What if the government provided a modern, human-centered way for local planners to harness federal climate data?

Untangling Climate Resources

Gloomy projections for the future impact of climate change on society are often presented globally in scale–sea level rise, declining air quality, species loss, etc.--but the real impacts of climate change are often felt at the hyper-local level. The result is that local planners are on the front lines of combating the negative impacts from climate change on society. The hypothesis for this project is that these planners could put the federal government’s immense wealth of climate data to use, if they had the resources to turn data into action.

Why this matters

This project sits at a cross-section of immense challenges and opportunities for our country. Climate resilience and mitigation planning are immensely difficult, and the complex nature of climate data–with its multitude of different data schema and terminology to navigate–adds an additional layer of difficulty.  This work is also significant because we have the opportunity to promote the use of open government data to address real needs for communities across the country, and to serve users from scientists to city council members using modern, human-centered technology.

What we did

We investigated market opportunities for new technology that could help a range of climate and environmental professionals make well-informed decisions when preparing local communities and ecosystems for the impact of climate change.

How we did it

Over the course of two phases, we conducted dozens of interviews with government, academia, and non-profit subject matter experts (SMEs), as well as with users of existing climate data tools. We grouped the SMEs into three categories. First are the climate scientists and researchers. Second are the climate science translators. Their role is to take complex climate models, projections and data, and interpret it for downstream users (planners) so that it is contextually relevant and actionable for them. The final group are the planners themselves, or end users. They’re the people like urban planners and elected officials who work at the local level to prepare their communities for the challenges of climate change.

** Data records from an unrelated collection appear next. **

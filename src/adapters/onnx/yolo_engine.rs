use anyhow::{anyhow, bail, Result};
use image::{imageops::FilterType, RgbImage};
use ndarray::{Array3, ArrayD, Axis, Ix2, Ix3, IxDyn};
use ort::execution_providers::CUDAExecutionProvider;
use ort::session::Session;
use ort::value::Tensor;
use std::fs;
use std::path::Path;
use tracing::debug;

use super::annotate::draw_regions;
use super::postprocess::{decode_candidates, instance_mask, mask_outline, non_max_suppression, Candidate};
use crate::application::ports::Detector;
use crate::domain::detection::{DetectionResult, Geometry, Region};
use crate::domain::errors::{DomainError, DomainResult};
use crate::domain::model::YoloParams;

const COCO_CLASSES: [&str; 80] = [
    "person", "bicycle", "car", "motorcycle", "airplane", "bus", "train", "truck", "boat",
    "traffic light", "fire hydrant", "stop sign", "parking meter", "bench", "bird", "cat", "dog",
    "horse", "sheep", "cow", "elephant", "bear", "zebra", "giraffe", "backpack", "umbrella",
    "handbag", "tie", "suitcase", "frisbee", "skis", "snowboard", "sports ball", "kite",
    "baseball bat", "baseball glove", "skateboard", "surfboard", "tennis racket", "bottle",
    "wine glass", "cup", "fork", "knife", "spoon", "bowl", "banana", "apple", "sandwich", "orange",
    "broccoli", "carrot", "hot dog", "pizza", "donut", "cake", "chair", "couch", "potted plant",
    "bed", "dining table", "toilet", "tv", "laptop", "mouse", "remote", "keyboard", "cell phone",
    "microwave", "oven", "toaster", "sink", "refrigerator", "book", "clock", "vase", "scissors",
    "teddy bear", "hair drier", "toothbrush",
];

pub struct OnnxYoloEngine {
    session: Session,
    params: YoloParams,
}

impl OnnxYoloEngine {
    pub fn load(path: &Path) -> Result<Self> {
        let mut builder = Session::builder()?.with_intra_threads(4)?;

        // CUDA when the runtime has it, CPU otherwise.
        let cuda = CUDAExecutionProvider::default().build();
        if let Ok(builder_with_cuda) = builder.clone().with_execution_providers([cuda]) {
            builder = builder_with_cuda;
        }

        let model_bytes = fs::read(path)?;
        if model_bytes.is_empty() {
            bail!("weights file is empty");
        }
        let session = builder.commit_from_memory(&model_bytes)?;

        Ok(Self { session, params: YoloParams::default() })
    }

    pub fn infer_with(&mut self, rgb: &RgbImage, params: &YoloParams) -> Result<Vec<Region>> {
        if rgb.width() == 0 || rgb.height() == 0 {
            bail!("empty image {}x{}", rgb.width(), rgb.height());
        }

        let imgsz = params.input_size as usize;
        let resized = image::imageops::resize(rgb, imgsz as u32, imgsz as u32, FilterType::Triangle);

        let mut input = Array3::<f32>::zeros((3, imgsz, imgsz));
        for (x, y, pixel) in resized.enumerate_pixels() {
            input[[0, y as usize, x as usize]] = pixel[0] as f32 / 255.0;
            input[[1, y as usize, x as usize]] = pixel[1] as f32 / 255.0;
            input[[2, y as usize, x as usize]] = pixel[2] as f32 / 255.0;
        }

        let input_shape = vec![1i64, 3, imgsz as i64, imgsz as i64];
        let input_tensor = Tensor::from_array((input_shape, input.into_raw_vec_and_offset().0))?;

        let outputs = self.session.run(ort::inputs![input_tensor])?;
        let head = extract(&outputs[0])?;
        let protos = if outputs.len() > 1 { Some(extract(&outputs[1])?) } else { None };
        drop(outputs);

        // [1, C, N] -> [C, N]; [1, nm, mh, mw] -> [nm, mh, mw]
        let head = head.index_axis_move(Axis(0), 0).into_dimensionality::<Ix2>()?;
        let protos = protos
            .map(|p| p.index_axis_move(Axis(0), 0).into_dimensionality::<Ix3>())
            .transpose()?;
        let num_masks = protos.as_ref().map_or(0, |p| p.shape()[0]);

        let candidates = decode_candidates(head.view(), num_masks, params.conf_threshold);
        let kept = non_max_suppression(candidates, params.iou_threshold, params.max_detections);
        debug!("{} candidates kept after nms", kept.len());

        let sx = rgb.width() as f32 / imgsz as f32;
        let sy = rgb.height() as f32 / imgsz as f32;

        Ok(kept
            .into_iter()
            .map(|c| {
                let geometry = match &protos {
                    Some(p) => polygon_geometry(&c, p.view(), imgsz as f32, sx, sy),
                    None => rect_geometry(&c, sx, sy),
                };
                Region {
                    label: COCO_CLASSES.get(c.class_id).copied().unwrap_or("object").to_string(),
                    class_id: c.class_id,
                    score: c.score,
                    geometry,
                }
            })
            .collect())
    }
}

fn extract(value: &ort::value::DynValue) -> Result<ArrayD<f32>> {
    let (shape, data) = value.try_extract_tensor::<f32>()?;
    let dims: Vec<usize> = shape.iter().map(|&d| d as usize).collect();
    ArrayD::from_shape_vec(IxDyn(&dims), data.to_vec()).map_err(|e| anyhow!("bad output shape: {e}"))
}

fn rect_geometry(c: &Candidate, sx: f32, sy: f32) -> Geometry {
    Geometry::Rect { x1: c.x1 * sx, y1: c.y1 * sy, x2: c.x2 * sx, y2: c.y2 * sy }
}

fn polygon_geometry(c: &Candidate, protos: ndarray::ArrayView3<f32>, input_size: f32, sx: f32, sy: f32) -> Geometry {
    let mask = instance_mask(c, protos, input_size);
    let kx = input_size / mask.width() as f32 * sx;
    let ky = input_size / mask.height() as f32 * sy;
    match mask_outline(&mask) {
        Some(points) => Geometry::Polygon {
            points: points.into_iter().map(|(x, y)| (x * kx, y * ky)).collect(),
        },
        None => rect_geometry(c, sx, sy),
    }
}

impl Detector for OnnxYoloEngine {
    fn infer(&mut self, image: &RgbImage, confidence: f32) -> DomainResult<DetectionResult> {
        if image.width() == 0 || image.height() == 0 {
            return Err(DomainError::InferenceError("zero-size image".into()));
        }
        let params = YoloParams { conf_threshold: confidence, ..self.params.clone() };
        let regions = self
            .infer_with(image, &params)
            .map_err(|e| DomainError::InferenceError(e.to_string()))?;

        let mut rendered = image.clone();
        draw_regions(&mut rendered, &regions);
        Ok(DetectionResult { regions, rendered })
    }
}
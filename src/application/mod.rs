pub mod dto;
pub mod ports;
pub mod registry;
pub mod services;
pub mod session;
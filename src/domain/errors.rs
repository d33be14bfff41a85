use thiserror::Error;

#[derive(Debug, Error)]
pub enum DomainError {
    #[error("unknown model identifier '{identifier}' for task {task}")]
    UnknownIdentifier { task: String, identifier: String },
    #[error("unable to load model from {path}: {reason}")]
    ModelLoadError { path: String, reason: String },
    #[error("media source unavailable: {0}")]
    SourceUnavailable(String),
    #[error("invalid frame: {0}")]
    InvalidFrame(String),
    #[error("inference failed: {0}")]
    InferenceError(String),
    #[error("invalid input: {0}")]
    InvalidInput(String),
    #[error("not found: {0}")]
    NotFound(String),
}

pub type DomainResult<T> = Result<T, DomainError>;
use serde::{Deserialize, Serialize};
use std::fmt;
use std::path::PathBuf;
use std::str::FromStr;

use super::errors::{DomainError, DomainResult};

#[derive(Debug, Clone, Copy, PartialEq, Eq, Hash, Serialize, Deserialize)]
pub enum Task {
    Detection,
    Segmentation,
}

impl Task {
    pub const ALL: [Task; 2] = [Task::Detection, Task::Segmentation];

    /// Directory under the weights root holding this task's models.
    pub fn dir_name(&self) -> &'static str {
        match self {
            Task::Detection => "detection",
            Task::Segmentation => "segmentation",
        }
    }
}

impl fmt::Display for Task {
    fn fmt(&self, f: &mut fmt::Formatter<'_>) -> fmt::Result {
        match self {
            Task::Detection => f.write_str("Detection"),
            Task::Segmentation => f.write_str("Segmentation"),
        }
    }
}

impl FromStr for Task {
    type Err = DomainError;

    fn from_str(s: &str) -> DomainResult<Self> {
        match s.to_ascii_lowercase().as_str() {
            "detection" => Ok(Task::Detection),
            "segmentation" => Ok(Task::Segmentation),
            other => Err(DomainError::InvalidInput(format!("unknown task '{other}'"))),
        }
    }
}

#[derive(Debug, Clone, Serialize, Deserialize)]
pub struct ModelConfig {
    pub task: Task,
    pub identifier: String,
    pub weights_path: PathBuf,
}

#[derive(Debug, Clone, Serialize, Deserialize)]
pub struct YoloParams {
    pub input_size: u32,        // 640 for every exported YOLOv8 variant
    pub conf_threshold: f32,    // 0..1
    pub iou_threshold: f32,     // 0..1
    pub max_detections: usize,
}

impl Default for YoloParams {
    fn default() -> Self {
        Self {
            input_size: 640,
            conf_threshold: 0.25,
            iou_threshold: 0.45,
            max_detections: 300,
        }
    }
}

/// Rejects thresholds outside `[0, 1]` (NaN included).
pub fn validate_confidence(confidence: f32) -> DomainResult<f32> {
    if (0.0..=1.0).contains(&confidence) {
        Ok(confidence)
    } else {
        Err(DomainError::InvalidInput(format!(
            "confidence must be within [0, 1], got {confidence}"
        )))
    }
}
pub mod routes;
pub mod state;
pub mod ws;

use axum::{
    extract::DefaultBodyLimit,
    routing::{get, post},
    Router,
};
use crate::adapters::http::state::HttpState;
use crate::adapters::http::ws::ws_handler;

pub fn router(state: HttpState, max_upload_bytes: usize) -> Router {
    Router::new()
        .route("/api/config", get(routes::get_config))
        .route("/api/models/:task", get(routes::list_models))
        .route("/api/sessions", post(routes::create_session))
        .route(
            "/api/sessions/:id",
            get(routes::get_session).put(routes::update_session).delete(routes::delete_session),
        )
        .route("/api/sessions/:id/image", post(routes::detect_image))
        .route("/api/sessions/:id/video", post(routes::upload_video))
        .route("/ws/sessions/:id/stream", get(ws_handler))
        .layer(DefaultBodyLimit::max(max_upload_bytes))
        .with_state(state)
}
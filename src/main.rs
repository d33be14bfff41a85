mod adapters;
mod application;
mod config;
mod domain;

use std::sync::Arc;
use tower_http::services::ServeDir;
use crate::adapters::{
    http::{router, state::{HttpState, SessionStore}},
    media::LocalMediaOpener,
    onnx::model_catalog::OnnxModelCatalog,
};
use crate::application::registry::ModelRegistry;
use crate::config::AppConfig;

#[tokio::main]
async fn main() -> anyhow::Result<()> {
    // RUST_LOG=info unless set
    if std::env::var("RUST_LOG").is_err() {
        std::env::set_var("RUST_LOG", "info");
    }
    tracing_subscriber::fmt::init();

    let cfg = AppConfig::from_env()?;
    tracing::info!("configuration: {:?}", cfg);

    let registry = Arc::new(ModelRegistry::new(&cfg.weights_dir, &cfg.assets_dir, cfg.camera_index));
    if !registry.weights_dir().is_dir() {
        tracing::warn!("weights directory {} does not exist yet", registry.weights_dir().display());
    }

    let state = HttpState {
        registry: registry.clone(),
        loader: Arc::new(OnnxModelCatalog::new()),
        opener: Arc::new(LocalMediaOpener::new()),
        sessions: Arc::new(SessionStore::default()),
    };

    // Demo assets under /images and /videos, the page itself as fallback.
    let app = router(state, cfg.max_upload_bytes)
        .nest_service("/images", ServeDir::new(registry.images_dir()))
        .nest_service("/videos", ServeDir::new(registry.videos_dir()))
        .fallback_service(ServeDir::new(&cfg.static_dir));

    tracing::info!("dashboard listening on http://{}", cfg.bind);
    tracing::info!("static files served from {}", cfg.static_dir.display());

    let listener = tokio::net::TcpListener::bind(cfg.bind).await?;
    axum::serve(listener, app).await?;

    Ok(())
}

The interviews allowed us to gain an understanding of the climate data user journey and a deeper knowledge of the target audience’s perspectives on a need and appetite for new climate data-integration capabilities. To synthesize our learnings from the interviews we drafted persona mindsets to highlight the behaviors and pain points of each user segment. We mapped the climate data movement along the decision making continuum, from data production to consumption.

Where we are today

After completing Phase 1 and Phase 2 of the Untangling Climate Resources project, the team recommends not to advance this project to Phase 3. The reason for the recommendation is that the most viable path forward here is not a great fit for the 10x program. Our research suggests that more data tools and new technology wouldn’t deliver impact for users. Instead, our team envisioned a hypothetical phase 3 that brings all three climate data user groups together for more effective collaboration, which would ultimately benefit the target group of end-users: local policy-makers. But community building isn’t a technology problem, and even though it sounds promising, some ideas are best explored through avenues other than 10x.

Completed Phase 2, no further phases planned at this time.

10x is not planning any further funding for this work at this time.